It is well known that $({\mathcal{K}}^n,d_{BM})$ is a compact metric space (convex bodies that are affinely equivalent are regarded as the same element, of course).

Let

$$c_n=max\left\{{\Gamma }_{2^n}\left(K\right)\mid K\in {\mathcal{K}}^n\right\}.$$

It is clear that

$$c\left(K\right)\le 2^n,\forall K\in {\mathcal{K}}^n\iff c_n<1.$$

Since ${\Gamma }_{2^n}\left(K\right)$ is continuous on the compact metric space ${\mathcal{K}}^n$, there exists $\epsilon >0$ such that, for each $K,K^{\prime }\in {\mathcal{K}}^n$ with $d_{BM}(K,K^{\prime })\le \epsilon$, the inequality

$$|{\Gamma }_{2^n}\left(K\right)-{\Gamma }_{2^n}\left(K^{\prime }\right)| \le {\displaystyle \frac{1}{2}}(1-c_n)$$

(1)

holds.

Let $\epsilon$ be a positive number, and let $K_1,K_2,\dots ,K_{l(n,\epsilon )}$ be $l(n,\epsilon )$ convex bodies in ${\mathcal{K}}^n$, where $l(n,\epsilon )$ is an integer depending on n and $\epsilon$. If, for each $K\in {\mathcal{K}}^n$, there exists a corresponding $K_i$ satisfying

$$d_{BM}^M(K,K_i)\le 1+\epsilon ,$$

then, we call $\mathcal{N}=\{K_1,K_2,\dots ,K_{l(n,\epsilon )}\}$ an ε-net for ${\mathcal{K}}^n$. If, for a given $\epsilon >0$, we can construct an ε-net $\mathcal{N}$ and verify that ${\Gamma }_{2^n}\left(K_i\right)\le c_n$ holds for each $K_i\in \mathcal{N}$, then, by (1), we have

$${\Gamma }_{2^n}\left(K\right)\le {\displaystyle \frac{1}{2}}(1+c_n)<1,\forall K\in {\mathcal{K}}^n.$$

Therefore, Zong proposed the following four steps in [15] to attack Hadwiger’s covering conjecture:

(1)

Obtain a good guess ${\widehat{c}}_n$ of $c_n$ by estimating ${\Gamma }_{2^n}\left(K\right)$ for special classes of convex bodies;

(2)

Choose a suitable $\epsilon >0$;

(3)

Construct an ε-net $\mathcal{N}$ of ${\mathcal{K}}^n$;

(4)

For each $K\in \mathcal{N}$, verify that ${\Gamma }_{2^n}\left(K\right)\le {\widehat{c}}_n$.

Clearly, constructing a suitable $\epsilon$-net $\mathcal{N}$ is crucial in this program.
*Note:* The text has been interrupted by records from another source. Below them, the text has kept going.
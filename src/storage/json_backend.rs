//! File-backed key-value store keeping every key in a single JSON document.

use std::{
    collections::BTreeMap,
    env,
    fs::{self, File},
    io::Write,
    path::{Path, PathBuf},
};

use crate::errors::StoreResult;

use super::{KeyValueStore, StorageKey};

const STORE_FILE: &str = "store.json";
const DEFAULT_DIR_NAME: &str = ".jarify";
const TMP_SUFFIX: &str = "tmp";

/// Returns the application data directory, defaulting to `~/.jarify`.
pub fn app_data_dir() -> PathBuf {
    if let Some(custom) = env::var_os("JARIFY_HOME") {
        return PathBuf::from(custom);
    }
    dirs::home_dir()
        .unwrap_or_else(|| PathBuf::from("."))
        .join(DEFAULT_DIR_NAME)
}

/// Durable backend persisting the key map to `store.json` under the app data
/// directory. Writes stage to a temporary file and rename into place.
#[derive(Debug, Clone)]
pub struct JsonFileStore {
    path: PathBuf,
}

impl JsonFileStore {
    pub fn new(root: Option<PathBuf>) -> StoreResult<Self> {
        let base = root.unwrap_or_else(app_data_dir);
        fs::create_dir_all(&base)?;
        Ok(Self {
            path: base.join(STORE_FILE),
        })
    }

    pub fn new_default() -> StoreResult<Self> {
        Self::new(None)
    }

    pub fn path(&self) -> &Path {
        &self.path
    }

    fn read_map(&self) -> StoreResult<BTreeMap<String, String>> {
        if !self.path.exists() {
            return Ok(BTreeMap::new());
        }
        let data = fs::read_to_string(&self.path)?;
        Ok(serde_json::from_str(&data)?)
    }

    fn write_map(&self, map: &BTreeMap<String, String>) -> StoreResult<()> {
        let json = serde_json::to_string_pretty(map)?;
        let tmp = tmp_path(&self.path);
        write_atomic(&tmp, &json)?;
        fs::rename(&tmp, &self.path)?;
        Ok(())
    }
}

impl KeyValueStore for JsonFileStore {
    fn get(&self, key: StorageKey) -> StoreResult<Option<String>> {
        let map = self.read_map()?;
        Ok(map.get(key.as_str()).cloned())
    }

    fn set(&self, key: StorageKey, value: &str) -> StoreResult<()> {
        let mut map = self.read_map()?;
        map.insert(key.as_str().to_string(), value.to_string());
        self.write_map(&map)
    }

    fn remove(&self, key: StorageKey) -> StoreResult<()> {
        let mut map = self.read_map()?;
        if map.remove(key.as_str()).is_some() {
            self.write_map(&map)?;
        }
        Ok(())
    }
}

fn tmp_path(path: &Path) -> PathBuf {
    let mut tmp = path.to_path_buf();
    let ext = match path.extension().and_then(|ext| ext.to_str()) {
        Some(existing) => format!("{}.{}", existing, TMP_SUFFIX),
        None => TMP_SUFFIX.to_string(),
    };
    tmp.set_extension(ext);
    tmp
}

fn write_atomic(path: &Path, data: &str) -> StoreResult<()> {
    if let Some(parent) = path.parent() {
        fs::create_dir_all(parent)?;
    }
    let mut file = File::create(path)?;
    file.write_all(data.as_bytes())?;
    file.flush()?;
    Ok(())
}

#[cfg(test)]
mod tests {
    use super::*;
    use tempfile::TempDir;

    fn store_with_temp_dir() -> (JsonFileStore, TempDir) {
        let temp = TempDir::new().expect("temp dir");
        let store = JsonFileStore::new(Some(temp.path().to_path_buf())).expect("json store");
        (store, temp)
    }

    #[test]
    fn set_and_get_roundtrip() {
        let (store, _guard) = store_with_temp_dir();
        store.set(StorageKey::Categories, r#"[{"id":1}]"#).unwrap();
        let value = store.get(StorageKey::Categories).unwrap();
        assert_eq!(value.as_deref(), Some(r#"[{"id":1}]"#));
    }

    #[test]
    fn missing_key_reads_as_absent() {
        let (store, _guard) = store_with_temp_dir();
        assert_eq!(store.get(StorageKey::DarkMode).unwrap(), None);
    }

    #[test]
    fn values_survive_a_reopen() {
        let temp = TempDir::new().expect("temp dir");
        {
            let store = JsonFileStore::new(Some(temp.path().to_path_buf())).unwrap();
            store.set(StorageKey::DarkMode, "true").unwrap();
        }
        let store = JsonFileStore::new(Some(temp.path().to_path_buf())).unwrap();
        assert_eq!(store.get(StorageKey::DarkMode).unwrap().as_deref(), Some("true"));
    }

    #[test]
    fn remove_deletes_only_the_named_key() {
        let (store, _guard) = store_with_temp_dir();
        store.set(StorageKey::Jars, "[]").unwrap();
        store.set(StorageKey::Notes, "[]").unwrap();
        store.remove(StorageKey::Jars).unwrap();
        assert_eq!(store.get(StorageKey::Jars).unwrap(), None);
        assert_eq!(store.get(StorageKey::Notes).unwrap().as_deref(), Some("[]"));
    }
}
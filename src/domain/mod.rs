//! Entity types for the savings domain.

pub mod category;
pub mod jar;
pub mod note;
pub mod record;

pub use category::Category;
pub use jar::{Jar, JarPurpose, JarStyle};
pub use note::{Note, NoteColor};
pub use record::{RecordKind, TransactionRecord};
//! Run a piece of work and get its failure back as a value.
//!
//! The wrapper comes in three call shapes, and the result shape follows the
//! input shape:
//!
//! ```rust
//! use futures::future;
//! use tryf::{is_failure, try_deferred, try_fn, try_fn_async, Failure};
//!
//! // sync in, sync out
//! assert_eq!(try_fn(|| 42).ok(), Some(42));
//! let failure = try_fn(|| -> i32 { panic!("dummy") }).unwrap_err();
//! assert!(is_failure(&failure));
//!
//! // async in, async out
//! let outcome = futures_executor::block_on(try_fn_async(|| future::ok::<_, Failure>(42)));
//! assert_eq!(outcome.ok(), Some(42));
//!
//! let outcome = try_deferred(future::err::<i32, _>(Failure::msg("dummy"))).block();
//! assert_eq!(outcome.unwrap_err().to_string(), "dummy");
//! ```
//!
//! All of them use the default [`Catcher`]; build one to change how panics
//! and log records are handled.

mod catcher;
pub use catcher::Catcher;

mod deferred;
pub use deferred::Deferred;

mod failure;
pub use failure::{Failure, Panic};

mod predicate;
pub use predicate::{failure_of, is_failure};

mod settled;
pub use settled::Settled;

/// Value of the work or the failure it raised.
pub type Outcome<T, E = Failure> = Result<T, E>;

/// Runs a synchronous block and returns its value, or the panic it raised.
pub fn try_fn<F, T>(block: F) -> Outcome<T>
where
    F: FnOnce() -> T,
{
    Catcher::default().try_fn(block)
}

/// Runs a block returning `Result`; its `Err` and any panic become the failure.
pub fn try_result<F, T, E>(block: F) -> Outcome<T>
where
    F: FnOnce() -> Result<T, E>,
    E: Into<Failure>,
{
    Catcher::default().try_result(block)
}

/// Runs a block that starts a deferred computation and settles it.
pub fn try_fn_async<F, D>(block: F) -> Settled<D>
where
    F: FnOnce() -> D,
    D: Deferred,
    D::Error: Into<Failure>,
{
    Catcher::default().try_fn_async(block)
}

/// Settles a deferred computation: the returned future resolves to the value
/// or to the rejection reason, and never fails itself.
pub fn try_deferred<D>(deferred: D) -> Settled<D>
where
    D: Deferred,
    D::Error: Into<Failure>,
{
    Catcher::default().try_deferred(deferred)
}
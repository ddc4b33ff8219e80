//! Byte stream over the scattered segments of one lane.
//!
//! Reads and writes walk the physical file in runs of owned bytes,
//! skipping every range the [`ReservedAddressSpace`] reports as used.
//! With length tracking enabled the first eight virtual bytes hold the
//! stream length as a big-endian `u64`; positions reported to callers
//! exclude those bytes.

use std::fs::File;
use std::io::{self, Read, Seek, SeekFrom, Write};

use crate::ReservedAddressSpace;

const LENGTH_SIZE: u64 = 8;

#[derive(Debug)]
pub struct NonContiguousFile<S: ReservedAddressSpace> {
    file: File,
    space: S,
    track_length: bool,
    /// Caller-visible position
    pos: u64,
    /// Tracked length, caller-visible coordinates
    len: u64,
    len_dirty: bool,
}

impl<S: ReservedAddressSpace> NonContiguousFile<S> {
    /// Wrap `file`, which must be open for reading and writing.
    pub fn new(file: File, space: S, track_length: bool) -> io::Result<Self> {
        let mut stream = Self {
            file,
            space,
            track_length,
            pos: 0,
            len: 0,
            len_dirty: false,
        };
        if track_length {
            let mut header = [0u8; LENGTH_SIZE as usize];
            // a lane never written reads back as zeros
            stream.transfer(0, Transfer::Read(&mut header))?;
            stream.len = u64::from_be_bytes(header);
        }
        Ok(stream)
    }

    pub fn space(&self) -> &S {
        &self.space
    }

    /// Stream length: the tracked length, or what the physical file backs.
    pub fn len(&self) -> io::Result<u64> {
        if self.track_length {
            Ok(self.len)
        } else {
            self.space.last_virtual_addr()
        }
    }

    pub fn is_empty(&self) -> io::Result<bool> {
        Ok(self.len()? == 0)
    }

    /// Persist the tracked length (if changed) and sync file data.
    pub fn close(mut self) -> io::Result<()> {
        self.flush()?;
        self.file.sync_data()
    }

    fn header_len(&self) -> u64 {
        if self.track_length {
            LENGTH_SIZE
        } else {
            0
        }
    }

    fn write_length(&mut self) -> io::Result<()> {
        if !self.len_dirty {
            return Ok(());
        }
        let header = self.len.to_be_bytes();
        self.transfer(0, Transfer::Write(&header))?;
        self.len_dirty = false;
        Ok(())
    }

    /// Move bytes between `buf` and the virtual range starting at
    /// `virtual_addr` (internal coordinates, header included). Returns the
    /// number of bytes moved; reads stop early at end of file.
    fn transfer(&mut self, virtual_addr: u64, mut buf: Transfer<'_>) -> io::Result<usize> {
        let total = buf.len();
        let mut done = 0usize;
        let mut current = self.space.xlate(virtual_addr);

        while done < total {
            if self.space.is_used(current) {
                current = self.space.next_unused(current);
            }
            let end = self.space.next_unused(current);
            let run = (end - current + 1).min((total - done) as u64) as usize;

            self.file.seek(SeekFrom::Start(current))?;
            let moved = match &mut buf {
                Transfer::Read(b) => self.file.read(&mut b[done..done + run])?,
                Transfer::Write(b) => {
                    self.file.write_all(&b[done..done + run])?;
                    run
                }
            };
            if moved == 0 {
                break;
            }
            current += moved as u64;
            done += moved;
        }
        Ok(done)
    }
}

enum Transfer<'a> {
    Read(&'a mut [u8]),
    Write(&'a [u8]),
}

impl Transfer<'_> {
    fn len(&self) -> usize {
        match self {
            Transfer::Read(b) => b.len(),
            Transfer::Write(b) => b.len(),
        }
    }
}

impl<S: ReservedAddressSpace> Read for NonContiguousFile<S> {
    fn read(&mut self, buf: &mut [u8]) -> io::Result<usize> {
        let mut want = buf.len();
        if self.track_length {
            want = want.min(self.len.saturating_sub(self.pos) as usize);
        }
        if want == 0 {
            return Ok(0);
        }
        let start = self.pos + self.header_len();
        let n = self.transfer(start, Transfer::Read(&mut buf[..want]))?;
        self.pos += n as u64;
        Ok(n)
    }
}

impl<S: ReservedAddressSpace> Write for NonContiguousFile<S> {
    fn write(&mut self, buf: &[u8]) -> io::Result<usize> {
        let start = self.pos + self.header_len();
        let n = self.transfer(start, Transfer::Write(buf))?;
        self.pos += n as u64;
        if self.track_length && self.pos > self.len {
            self.len = self.pos;
            self.len_dirty = true;
        }
        Ok(n)
    }

    fn flush(&mut self) -> io::Result<()> {
        self.write_length()?;
        self.file.flush()
    }
}

impl<S: ReservedAddressSpace> Seek for NonContiguousFile<S> {
    fn seek(&mut self, pos: SeekFrom) -> io::Result<u64> {
        let target = match pos {
            SeekFrom::Start(n) => Some(n),
            SeekFrom::Current(off) => self.pos.checked_add_signed(off),
            SeekFrom::End(off) => self.len()?.checked_add_signed(off),
        };
        match target {
            Some(n) => {
                self.pos = n;
                Ok(n)
            }
            None => Err(io::Error::new(
                io::ErrorKind::InvalidInput,
                "seek to a negative or overflowing position",
            )),
        }
    }
}

impl<S: ReservedAddressSpace> Drop for NonContiguousFile<S> {
    fn drop(&mut self) {
        // Errors here have nowhere to go; close() reports them.
        let _ = self.write_length();
    }
}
Recently, three algorithms have been designed to estimate ${\Gamma }_m\left(K\right)$ [2,3,4].

Zong showed in [15] that

$$l(n,\epsilon )\le {⌊{\displaystyle \frac{7n}{\epsilon }}⌋}^{c·{14}^n·n^{2n+3}·{\epsilon }^{-n}},$$

where c is a universal constant. When n is large and $\epsilon$ is small, the right-hand side is huge. Moreover, one should not expect the cardinality of an $\epsilon$-net to be small, since there are known lower bounds on the cardinality of such nets, see, e.g., [16,17].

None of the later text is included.